Figure 1. Inhibition of Sp regulated genes by MTM-SDK and MTM-SK in prostate cancer cells in vitro.

PC3 cells were treated with 100 nM of MTM-SDK, MTM-SK or vehicle (DMSO) for 24 h. A) Gene expression was measured by qRT-PCR. Data were normalized to B2M RNA level and are presented as percentage of expression compared to vehicle-treated cells (control). Data represent the mean ± SD from 3 independent experiments. B) Binding of Sp1 to the promoters of C-MYC and VEGF in control and drug treated cells was determined by ChIP using an anti-Sp1 specific antibody. DNA in input and immunoprecipitated fractions was quantified by qPCR with primers encompassing the Sp binding site in the gene promoters.

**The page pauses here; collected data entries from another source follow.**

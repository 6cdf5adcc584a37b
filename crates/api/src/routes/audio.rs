//! Serves synthesized audio from the artifact store.

use axum::extract::{Path, State};
use axum::http::{header, HeaderValue};
use axum::response::{IntoResponse, Response};

use crate::error::{ApiError, Result};
use crate::state::AppState;

/// `GET /api/audio/:filename` - stream a registered mp3.
pub async fn get_audio(
    State(state): State<AppState>,
    Path(filename): Path<String>,
) -> Result<Response> {
    let audio = state
        .orchestrator
        .artifacts()
        .get(&filename)
        .await
        .ok_or_else(|| ApiError::NotFound("Audio file not found".to_string()))?;

    let headers = [
        (header::CONTENT_TYPE, HeaderValue::from_static("audio/mpeg")),
        (header::ACCEPT_RANGES, HeaderValue::from_static("bytes")),
        (header::CACHE_CONTROL, HeaderValue::from_static("no-cache")),
        (
            header::X_CONTENT_TYPE_OPTIONS,
            HeaderValue::from_static("nosniff"),
        ),
    ];
    Ok((headers, audio.to_vec()).into_response())
}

Data (mean ± SD) from 3 independent experiments are expressed as percentage of input DNA in immunoprecipated fractions. *, P<0.01; **, P<0.001. C) Level of Sp1, Sp3 and Sp4 mRNA was determined by RT-PCR in PC3 cells incubated with 100 nM of MTM-SDK, MTM-SK or vehicle for 24 and 48 h. GAPDH was used as control. D) Protein level of Sp1, c-Myc, XIAP, and cyclin D1 was determined by immunoblotting in PC3 cells incubated with 100 nM of MTM-SDK, MTM-SK or vehicle for 24 and 48 h.